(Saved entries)
■ ■ ■

// SPDX-License-Identifier: Apache-2.0 OR MIT
// Copyright (c) 2025-2026 naskel.com

//! Structural shapes recognised in type strings.

use crate::constants::{
    B256_TYPE, B512_NAMES, BOOL_TYPE, BYTES_NAMES, OPTION_NAMES, RAW_PTR_TYPE, RAW_SLICE_TYPE,
    STD_STRING_NAMES, STR_SLICE_TYPE, U16_TYPE, U32_TYPE, U64_TYPE, U8_TYPE, VEC_NAMES,
};

/// Every type shape the coder factory knows how to handle.
///
/// [`TypeShape::parse`] tries the shapes in factory dispatch order, so
/// builtin structs (`struct Vec`, `struct Bytes`, ...) never fall through to
/// [`TypeShape::Struct`].
#[derive(Debug, Clone, PartialEq, Eq, Hash)]
pub enum TypeShape {
    U8,
    U16,
    U32,
    U64,
    RawPtr,
    RawSlice,
    Bool,
    B256,
    B512,
    Bytes,
    StdString,
    /// `str[N]`.
    FixedString(usize),
    /// `[T; N]`.
    Array(usize),
    Vec,
    Struct(String),
    Option,
    Enum(String),
    /// `(T, U, ...)`, including the unit type `()`.
    Tuple,
    /// Bare `str`.
    StrSlice,
    /// `generic T`.
    Generic(String),
    Unknown,
}

impl TypeShape {
    /// Classify a type string.
    pub fn parse(type_field: &str) -> Self {
        let ty = type_field.trim();
        match ty {
            U8_TYPE => return Self::U8,
            U16_TYPE => return Self::U16,
            U32_TYPE => return Self::U32,
            U64_TYPE => return Self::U64,
            RAW_PTR_TYPE => return Self::RawPtr,
            RAW_SLICE_TYPE => return Self::RawSlice,
            BOOL_TYPE => return Self::Bool,
            B256_TYPE => return Self::B256,
            _ => {}
        }

        let struct_name = ty.strip_prefix("struct ").map(str::trim);
        if let Some(name) = struct_name {
            if B512_NAMES.contains(&name) {
                return Self::B512;
            }
            if BYTES_NAMES.contains(&name) {
                return Self::Bytes;
            }
            if STD_STRING_NAMES.contains(&name) {
                return Self::StdString;
            }
        }

        if let Some(len) = parse_fixed_string(ty) {
            return Self::FixedString(len);
        }
        if let Some(len) = parse_array(ty) {
            return Self::Array(len);
        }

        if let Some(name) = struct_name {
            if VEC_NAMES.contains(&name) {
                return Self::Vec;
            }
            return Self::Struct(name.to_string());
        }

        if let Some(name) = ty.strip_prefix("enum ").map(str::trim) {
            if OPTION_NAMES.contains(&name) {
                return Self::Option;
            }
            return Self::Enum(name.to_string());
        }

        if ty.starts_with('(') && ty.ends_with(')') {
            return Self::Tuple;
        }
        if ty == STR_SLICE_TYPE {
            return Self::StrSlice;
        }
        if let Some(name) = ty.strip_prefix("generic ") {
            return Self::Generic(name.trim().to_string());
        }
        Self::Unknown
    }

    /// True for `generic T` placeholders.
    pub fn is_generic(&self) -> bool {
        matches!(self, Self::Generic(_))
    }
}

/// `str[N]` -> `N`.
fn parse_fixed_string(ty: &str) -> Option<usize> {
    ty.strip_prefix("str[")?.strip_suffix(']')?.trim().parse().ok()
}

/// `[T; N]` -> `N`.
fn parse_array(ty: &str) -> Option<usize> {
    let inner = ty.strip_prefix('[')?.strip_suffix(']')?;
    let (item, len) = inner.rsplit_once(';')?;
    if item.trim().is_empty() {
        return None;
    }
    len.trim().parse().ok()
}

■ ■ ■

Using the entries shown above, reproduce verbatim the lines from the line bearing "return Self::Struct(name.to_string());" to the line bearing "if ty.starts_with('(') &&", inclusive.

            return Self::Struct(name.to_string());
        }

        if let Some(name) = ty.strip_prefix("enum ").map(str::trim) {
            if OPTION_NAMES.contains(&name) {
                return Self::Option;
            }
            return Self::Enum(name.to_string());
        }

        if ty.starts_with('(') && ty.ends_with(')') {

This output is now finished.